> [Task details]:
Could you copy every line from the material below in which "ClockOperations" appears?

════

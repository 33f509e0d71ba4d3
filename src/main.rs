mod app_logic;
mod core;

use crate::app_logic::{AppNotice, LibraryController, LibraryServices};
use crate::core::{
    AppPaths, CoreConfigManager, CoreFileStore, CoreGameLauncher, CoreScanner, DirectoryIndex,
    GameRecord, ProcessThumbnailCapture, SystemClock, UnsupportedWindowGrabber,
};
use simplelog::{
    ColorChoice, CombinedLogger, Config, LevelFilter, SharedLogger, TermLogger, TerminalMode,
    WriteLogger,
};
use std::fs::File;
use std::path::{Path, PathBuf};
use std::process::ExitCode;
use std::sync::Arc;
use std::time::Duration;
use time::format_description::well_known::Rfc3339;

const APP_NAME: &str = "GameDb";
const SCAN_TIMEOUT: Duration = Duration::from_secs(30);

/*
 * Terminal logging at Info plus a Debug-level log file in the data directory. Falls back to
 * terminal logging alone when the log file cannot be created.
 */
fn initialize_logging(log_file: Option<&Path>) {
    let mut loggers: Vec<Box<dyn SharedLogger>> = vec![TermLogger::new(
        LevelFilter::Info,
        Config::default(),
        TerminalMode::Mixed,
        ColorChoice::Auto,
    )];
    let mut file_error = None;
    if let Some(path) = log_file {
        match File::create(path) {
            Ok(file) => loggers.push(WriteLogger::new(LevelFilter::Debug, Config::default(), file)),
            Err(e) => file_error = Some((path.to_path_buf(), e)),
        }
    }
    if let Err(e) = CombinedLogger::init(loggers) {
        eprintln!("Failed to initialize logging: {e}");
        return;
    }
    if let Some((path, e)) = file_error {
        log::warn!("Main: Could not create log file {path:?}: {e}. Logging to terminal only.");
    }
}

fn print_notices(notices: &[AppNotice]) {
    for notice in notices {
        match notice {
            AppNotice::Info(message) => println!("{message}"),
            AppNotice::Warning(message) => eprintln!("warning: {message}"),
        }
    }
}

fn print_browse_tree(controller: &LibraryController) {
    let browse: &DirectoryIndex = controller.browse();
    let Some(root) = browse.root() else {
        return;
    };
    println!("Browsing {}", root.display());
    for id in browse.top_level() {
        if let Some(node) = browse.node(*id) {
            let marker = if controller.is_in_library(&node.entry.absolute_path) {
                '*'
            } else {
                ' '
            };
            println!(
                " {marker} {:<40} {:<8} {}",
                node.entry.display_name,
                node.entry.kind.label(),
                node.entry.original_name
            );
        }
    }
    println!();
}

fn last_played_text(game: &GameRecord) -> String {
    game.last_played_at
        .and_then(|t| t.format(&Rfc3339).ok())
        .unwrap_or_default()
}

fn print_library_table(controller: &LibraryController) {
    let view = controller.view().borrow();
    println!(
        "{:<32} {:<24} {:<8} {:<6} {:<30} {}",
        "Name", "Folder", "Type", "Korean", "Tags", "Last played"
    );
    for game in view.rows().iter() {
        println!(
            "{:<32} {:<24} {:<8} {:<6} {:<30} {}",
            game.clean_name,
            game.folder_name,
            game.game_type.label(),
            if game.korean_support { "yes" } else { "" },
            game.tags_joined(),
            last_played_text(game)
        );
    }
    println!("{} of {} games shown.", view.len(), view.source_len());
}

fn main() -> ExitCode {
    let Some(paths) = AppPaths::for_current_user(APP_NAME) else {
        initialize_logging(None);
        log::error!("Main: Could not determine a per-user data directory.");
        return ExitCode::FAILURE;
    };
    initialize_logging(Some(&paths.log_file));
    log::info!("Main: Using data directory {:?}.", paths.base_dir);

    let clock = Arc::new(SystemClock::new());
    let services = LibraryServices {
        storage: Arc::new(CoreFileStore::new()),
        clock: clock.clone(),
        scanner: Arc::new(CoreScanner::new()),
        config_manager: Arc::new(CoreConfigManager::new()),
        launcher: Arc::new(CoreGameLauncher::new()),
        thumbnail_capture: Arc::new(ProcessThumbnailCapture::new(
            paths.thumbnails_dir.clone(),
            Arc::new(UnsupportedWindowGrabber::new()),
            clock,
        )),
    };
    let mut controller = match LibraryController::new(&paths, services) {
        Ok(controller) => controller,
        Err(e) => {
            log::error!("Main: Failed to start the scan worker: {e}");
            return ExitCode::FAILURE;
        }
    };

    let notices = match std::env::args_os().nth(1).map(PathBuf::from) {
        Some(root) => controller.open_root(&root),
        None => controller.on_startup(),
    };
    print_notices(&notices);
    if !controller.wait_for_scans(SCAN_TIMEOUT) {
        eprintln!("warning: directory scan did not finish in time.");
    }

    print_browse_tree(&controller);
    print_library_table(&controller);
    ExitCode::SUCCESS
}
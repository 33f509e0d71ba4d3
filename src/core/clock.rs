use time::OffsetDateTime;

/*
 * Source of wall-clock time for `last played` stamps and thumbnail file names.
 * Abstracted so tests can pin the time.
 */
pub trait ClockOperations: Send + Sync {
    fn now(&self) -> OffsetDateTime;
}

pub struct SystemClock {}

impl SystemClock {
    pub fn new() -> Self {
        SystemClock {}
    }
}

impl Default for SystemClock {
    fn default() -> Self {
        Self::new()
    }
}

impl ClockOperations for SystemClock {
    fn now(&self) -> OffsetDateTime {
        OffsetDateTime::now_utc()
    }
}
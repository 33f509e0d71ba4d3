/*
 * This module holds the state of one browse session: the tree of scanned entries shown in the
 * file browser and the lookup from absolute folder path to the folder's node. The lookup is what
 * lets lazily-scanned children find the already-displayed parent they belong under without
 * rescanning the tree.
 *
 * The index is rebuilt from scratch whenever the root directory changes or the view is cleared,
 * and is never persisted. Nodes live in an arena and are addressed by `NodeId`.
 *
 * Renaming a folder updates that folder's own path and lookup key only. Descendants that were
 * already displayed keep the path they were scanned under, so expanding one of them afterwards
 * asks for a scan of a path that no longer exists.
 */
use crate::core::models::ScanEntry;
use std::collections::HashMap;
use std::fs;
use std::io;
use std::path::{Component, Path, PathBuf};

#[derive(Debug, Clone, Copy, PartialEq, Eq, Hash, PartialOrd, Ord)]
pub struct NodeId(usize);

#[derive(Debug, Clone, Copy, PartialEq, Eq)]
pub enum Expansion {
    // Files never expand.
    NotExpandable,
    // A folder whose children have not been requested yet.
    Pending,
    // A scan has been requested (or completed) for this folder.
    Requested,
}

#[derive(Debug, Clone)]
pub struct BrowseNode {
    pub entry: ScanEntry,
    pub parent: Option<NodeId>,
    pub children: Vec<NodeId>,
    pub expansion: Expansion,
}

#[derive(Debug)]
pub enum DirectoryIndexError {
    Io(io::Error),
    UnknownNode(NodeId),
    NotAFolder(PathBuf),
    InvalidName(String),
    AlreadyNamed(String),
    TargetExists(PathBuf),
}

impl From<io::Error> for DirectoryIndexError {
    fn from(err: io::Error) -> Self {
        DirectoryIndexError::Io(err)
    }
}

impl std::fmt::Display for DirectoryIndexError {
    fn fmt(&self, f: &mut std::fmt::Formatter<'_>) -> std::fmt::Result {
        match self {
            DirectoryIndexError::Io(e) => write!(f, "I/O error: {e}"),
            DirectoryIndexError::UnknownNode(id) => write!(f, "Unknown browse node {id:?}"),
            DirectoryIndexError::NotAFolder(p) => {
                write!(f, "Renaming is supported for folders only: {p:?}")
            }
            DirectoryIndexError::InvalidName(name) => write!(f, "Invalid folder name '{name}'"),
            DirectoryIndexError::AlreadyNamed(name) => {
                write!(f, "Folder is already named '{name}'")
            }
            DirectoryIndexError::TargetExists(p) => write!(f, "{p:?} already exists"),
        }
    }
}

impl std::error::Error for DirectoryIndexError {
    fn source(&self) -> Option<&(dyn std::error::Error + 'static)> {
        match self {
            DirectoryIndexError::Io(e) => Some(e),
            _ => None,
        }
    }
}

pub type Result<T> = std::result::Result<T, DirectoryIndexError>;

#[derive(Debug, Default)]
pub struct DirectoryIndex {
    root: Option<PathBuf>,
    nodes: Vec<BrowseNode>,
    top_level: Vec<NodeId>,
    folders_by_path: HashMap<PathBuf, NodeId>,
    nodes_by_path: HashMap<PathBuf, NodeId>,
}

impl DirectoryIndex {
    pub fn new() -> Self {
        Self::default()
    }

    // Starts a fresh session rooted at `root`.
    pub fn reset(&mut self, root: &Path) {
        self.clear();
        self.root = Some(normalize_path(root));
        log::debug!("DirectoryIndex: New browse session rooted at {root:?}.");
    }

    pub fn clear(&mut self) {
        self.root = None;
        self.nodes.clear();
        self.top_level.clear();
        self.folders_by_path.clear();
        self.nodes_by_path.clear();
    }

    pub fn root(&self) -> Option<&Path> {
        self.root.as_deref()
    }

    pub fn len(&self) -> usize {
        self.nodes.len()
    }

    pub fn is_empty(&self) -> bool {
        self.nodes.is_empty()
    }

    pub fn node(&self, id: NodeId) -> Option<&BrowseNode> {
        self.nodes.get(id.0)
    }

    pub fn top_level(&self) -> &[NodeId] {
        &self.top_level
    }

    pub fn children(&self, id: NodeId) -> &[NodeId] {
        self.nodes
            .get(id.0)
            .map(|node| node.children.as_slice())
            .unwrap_or(&[])
    }

    pub fn folder_for_path(&self, path: &Path) -> Option<NodeId> {
        self.folders_by_path.get(&normalize_path(path)).copied()
    }

    pub fn node_for_path(&self, path: &Path) -> Option<NodeId> {
        self.nodes_by_path.get(&normalize_path(path)).copied()
    }

    /*
     * Places a scanned entry in the tree: at the top level when its parent is the session root,
     * under the known folder matching its parent path otherwise. Folders are registered for later
     * lookups and start out pending expansion. Returns `None`, attaching nothing, when an entry
     * with the same path is already attached or when the entry does not belong to this session
     * (for instance a late result for a previous root).
     */
    pub fn attach(&mut self, entry: ScanEntry) -> Option<NodeId> {
        let key = normalize_path(&entry.absolute_path);
        if self.nodes_by_path.contains_key(&key) {
            log::trace!("DirectoryIndex: {key:?} already attached; ignored.");
            return None;
        }

        let Some(parent_key) = entry.parent_path().map(normalize_path) else {
            log::debug!("DirectoryIndex: {key:?} has no parent; dropped.");
            return None;
        };
        let parent = if self.root.as_deref() == Some(parent_key.as_path()) {
            None
        } else if let Some(&parent_id) = self.folders_by_path.get(&parent_key) {
            Some(parent_id)
        } else {
            log::debug!("DirectoryIndex: {key:?} is outside the current browse session; dropped.");
            return None;
        };
        let id = NodeId(self.nodes.len());
        let expansion = if entry.is_folder() {
            self.folders_by_path.insert(key.clone(), id);
            Expansion::Pending
        } else {
            Expansion::NotExpandable
        };
        self.nodes.push(BrowseNode {
            entry,
            parent,
            children: Vec::new(),
            expansion,
        });
        self.nodes_by_path.insert(key, id);

        match parent {
            Some(parent_id) => self.nodes[parent_id.0].children.push(id),
            None => self.top_level.push(id),
        }
        Some(id)
    }

    /*
     * Marks a pending folder as requested and returns the path that should be scanned to fill
     * in its children. Subsequent calls for the same folder return `None`, mirroring a
     * placeholder child that is removed on first expansion.
     */
    pub fn begin_expand(&mut self, id: NodeId) -> Option<PathBuf> {
        let node = self.nodes.get_mut(id.0)?;
        if node.expansion != Expansion::Pending {
            return None;
        }
        node.expansion = Expansion::Requested;
        Some(node.entry.absolute_path.clone())
    }

    /*
     * Renames a displayed folder on disk to `new_name` (within the same parent directory) and
     * re-keys that folder in the lookup. Returns the new absolute path.
     *
     * Only the renamed node is updated. Descendants already in the tree keep their old paths.
     */
    pub fn rename_folder(&mut self, id: NodeId, new_name: &str) -> Result<PathBuf> {
        let node = self
            .nodes
            .get(id.0)
            .ok_or(DirectoryIndexError::UnknownNode(id))?;
        let current_path = node.entry.absolute_path.clone();
        if !node.entry.is_folder() || !current_path.is_dir() {
            return Err(DirectoryIndexError::NotAFolder(current_path));
        }
        if new_name.trim().is_empty()
            || new_name.contains(['/', '\\'])
            || new_name == "."
            || new_name == ".."
        {
            return Err(DirectoryIndexError::InvalidName(new_name.to_string()));
        }
        if node.entry.original_name == new_name {
            return Err(DirectoryIndexError::AlreadyNamed(new_name.to_string()));
        }

        let new_path = current_path.with_file_name(new_name);
        let new_key = normalize_path(&new_path);
        if fs::symlink_metadata(&new_path).is_ok() || self.nodes_by_path.contains_key(&new_key) {
            return Err(DirectoryIndexError::TargetExists(new_path));
        }
        fs::rename(&current_path, &new_path)?;
        log::info!("DirectoryIndex: Renamed {current_path:?} to {new_path:?}.");

        let old_key = normalize_path(&current_path);
        self.folders_by_path.remove(&old_key);
        self.folders_by_path.insert(new_key.clone(), id);
        self.nodes_by_path.remove(&old_key);
        self.nodes_by_path.insert(new_key, id);

        let node = &mut self.nodes[id.0];
        node.entry.absolute_path = new_path.clone();
        node.entry.original_name = new_name.to_string();
        Ok(new_path)
    }
}

/*
 * Lexically normalises a path for use as a lookup key: drops `.` components and trailing
 * separators. Does not touch the filesystem, so it works for paths that no longer exist.
 */
pub fn normalize_path(path: &Path) -> PathBuf {
    path.components()
        .filter(|component| !matches!(component, Component::CurDir))
        .collect()
}
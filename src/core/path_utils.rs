/*
 * Locates the per-user directories the application stores its data in and makes sure they
 * exist. `AppPaths` names every file inside the data directory so the rest of the code never
 * builds these paths by hand.
 */
use directories::ProjectDirs;
use std::fs;
use std::path::{Path, PathBuf};

pub const LIBRARY_FILENAME: &str = "games.json";
pub const TAGS_FILENAME: &str = "tags.json";
pub const THUMBNAILS_DIRNAME: &str = "thumbnails";
pub const LOG_FILENAME: &str = "gamedb.log";

fn ensure_dir(kind: &str, path: &Path) -> Option<PathBuf> {
    if !path.exists() {
        if let Err(e) = fs::create_dir_all(path) {
            log::error!("PathUtils: Failed to create {kind} directory {path:?}: {e}");
            return None;
        }
        log::debug!("PathUtils: Created {kind} directory: {path:?}");
    }
    Some(path.to_path_buf())
}

/*
 * Per-user local data directory for `app_name` (e.g. AppData/Local/<app>/data on Windows,
 * ~/.local/share/<app> on Linux), created if missing. `None` when no home directory can be
 * determined or the directory cannot be created.
 */
pub fn get_base_app_data_dir(app_name: &str) -> Option<PathBuf> {
    log::trace!("PathUtils: Resolving app data dir for '{app_name}'");
    ProjectDirs::from("", "", app_name).and_then(|dirs| ensure_dir("app data", dirs.data_local_dir()))
}

// Per-user local configuration directory for `app_name`, created if missing.
pub fn get_base_app_config_local_dir(app_name: &str) -> Option<PathBuf> {
    log::trace!("PathUtils: Resolving app config dir for '{app_name}'");
    ProjectDirs::from("", "", app_name)
        .and_then(|dirs| ensure_dir("app config", dirs.config_local_dir()))
}

#[derive(Debug, Clone, PartialEq, Eq)]
pub struct AppPaths {
    pub base_dir: PathBuf,
    pub library_file: PathBuf,
    pub tags_file: PathBuf,
    pub thumbnails_dir: PathBuf,
    pub log_file: PathBuf,
}

impl AppPaths {
    pub fn from_base_dir(base_dir: &Path) -> Self {
        AppPaths {
            base_dir: base_dir.to_path_buf(),
            library_file: base_dir.join(LIBRARY_FILENAME),
            tags_file: base_dir.join(TAGS_FILENAME),
            thumbnails_dir: base_dir.join(THUMBNAILS_DIRNAME),
            log_file: base_dir.join(LOG_FILENAME),
        }
    }

    pub fn for_current_user(app_name: &str) -> Option<Self> {
        get_base_app_data_dir(app_name).map(|dir| Self::from_base_dir(&dir))
    }
}

#[cfg(test)]
mod tests {
    use super::*;

    fn remove_quietly(path: &Path) {
        if path.exists()
            && let Err(e) = fs::remove_dir_all(path)
        {
            eprintln!("Test cleanup failed for {}: {e}", path.display());
        }
    }

    #[test]
    fn test_get_base_app_data_dir_creates_if_not_exists() {
        // Arrange
        let unique_app_name = format!("TestApp_PathUtils_Data_{}", rand::random::<u128>());

        // Act
        let path = get_base_app_data_dir(&unique_app_name).expect("data dir resolves");

        // Assert
        assert!(path.is_dir(), "Directory should have been created at {path:?}");
        assert!(
            path.to_string_lossy()
                .to_lowercase()
                .contains(&unique_app_name.to_lowercase())
        );
        assert_eq!(get_base_app_data_dir(&unique_app_name), Some(path.clone()));

        remove_quietly(&path);
    }

    #[test]
    fn test_get_base_app_config_local_dir_creates_if_not_exists() {
        let unique_app_name = format!("TestApp_PathUtils_Config_{}", rand::random::<u128>());

        let path = get_base_app_config_local_dir(&unique_app_name).expect("config dir resolves");

        assert!(path.is_dir());
        remove_quietly(&path);
    }

    #[test]
    fn test_app_paths_layout() {
        let paths = AppPaths::from_base_dir(Path::new("/data/gamedb"));

        assert_eq!(paths.library_file, PathBuf::from("/data/gamedb/games.json"));
        assert_eq!(paths.tags_file, PathBuf::from("/data/gamedb/tags.json"));
        assert_eq!(paths.thumbnails_dir, PathBuf::from("/data/gamedb/thumbnails"));
        assert_eq!(paths.log_file, PathBuf::from("/data/gamedb/gamedb.log"));
    }
}
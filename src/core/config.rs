/*
 * Small per-user settings that are not part of the library itself. Currently this is the root
 * directory the user last browsed, so the browser can re-open it on startup.
 */
use crate::core::path_utils;
use std::fs;
use std::io;
use std::path::{Path, PathBuf};

const LAST_ROOT_PATH_FILENAME: &str = "last_root_path.txt";

#[derive(Debug)]
pub enum ConfigError {
    Io(io::Error),
    NoConfigDirectory,
}

impl From<io::Error> for ConfigError {
    fn from(err: io::Error) -> Self {
        ConfigError::Io(err)
    }
}

impl std::fmt::Display for ConfigError {
    fn fmt(&self, f: &mut std::fmt::Formatter<'_>) -> std::fmt::Result {
        match self {
            ConfigError::Io(e) => write!(f, "Configuration I/O error: {e}"),
            ConfigError::NoConfigDirectory => {
                write!(f, "Could not determine the configuration directory")
            }
        }
    }
}

impl std::error::Error for ConfigError {
    fn source(&self) -> Option<&(dyn std::error::Error + 'static)> {
        match self {
            ConfigError::Io(e) => Some(e),
            ConfigError::NoConfigDirectory => None,
        }
    }
}

pub type Result<T> = std::result::Result<T, ConfigError>;

pub trait ConfigManagerOperations: Send + Sync {
    fn load_last_root_path(&self, app_name: &str) -> Result<Option<PathBuf>>;
    // `None` clears the stored value.
    fn save_last_root_path(&self, app_name: &str, root: Option<&Path>) -> Result<()>;
}

pub struct CoreConfigManager {
    config_dir_override: Option<PathBuf>,
}

impl CoreConfigManager {
    pub fn new() -> Self {
        CoreConfigManager {
            config_dir_override: None,
        }
    }

    // Stores settings in `config_dir` instead of the per-user configuration directory.
    pub fn with_config_dir(config_dir: PathBuf) -> Self {
        CoreConfigManager {
            config_dir_override: Some(config_dir),
        }
    }

    fn config_dir(&self, app_name: &str) -> Result<PathBuf> {
        match &self.config_dir_override {
            Some(dir) => {
                fs::create_dir_all(dir)?;
                Ok(dir.clone())
            }
            None => path_utils::get_base_app_config_local_dir(app_name)
                .ok_or(ConfigError::NoConfigDirectory),
        }
    }
}

impl Default for CoreConfigManager {
    fn default() -> Self {
        Self::new()
    }
}

impl ConfigManagerOperations for CoreConfigManager {
    fn load_last_root_path(&self, app_name: &str) -> Result<Option<PathBuf>> {
        let file_path = self.config_dir(app_name)?.join(LAST_ROOT_PATH_FILENAME);
        let contents = match fs::read_to_string(&file_path) {
            Ok(contents) => contents,
            Err(e) if e.kind() == io::ErrorKind::NotFound => {
                log::debug!("CoreConfigManager: No last root file at {file_path:?}.");
                return Ok(None);
            }
            Err(e) => return Err(e.into()),
        };

        let path_text = contents.trim();
        if path_text.is_empty() {
            return Ok(None);
        }
        log::debug!("CoreConfigManager: Loaded last root '{path_text}' from {file_path:?}.");
        Ok(Some(PathBuf::from(path_text)))
    }

    fn save_last_root_path(&self, app_name: &str, root: Option<&Path>) -> Result<()> {
        let file_path = self.config_dir(app_name)?.join(LAST_ROOT_PATH_FILENAME);
        let contents = root
            .map(|p| p.to_string_lossy().into_owned())
            .unwrap_or_default();
        fs::write(&file_path, contents)?;
        log::debug!("CoreConfigManager: Saved last root {root:?} to {file_path:?}.");
        Ok(())
    }
}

════

> [Worked solution]:
pub trait ClockOperations: Send + Sync {
impl ClockOperations for SystemClock {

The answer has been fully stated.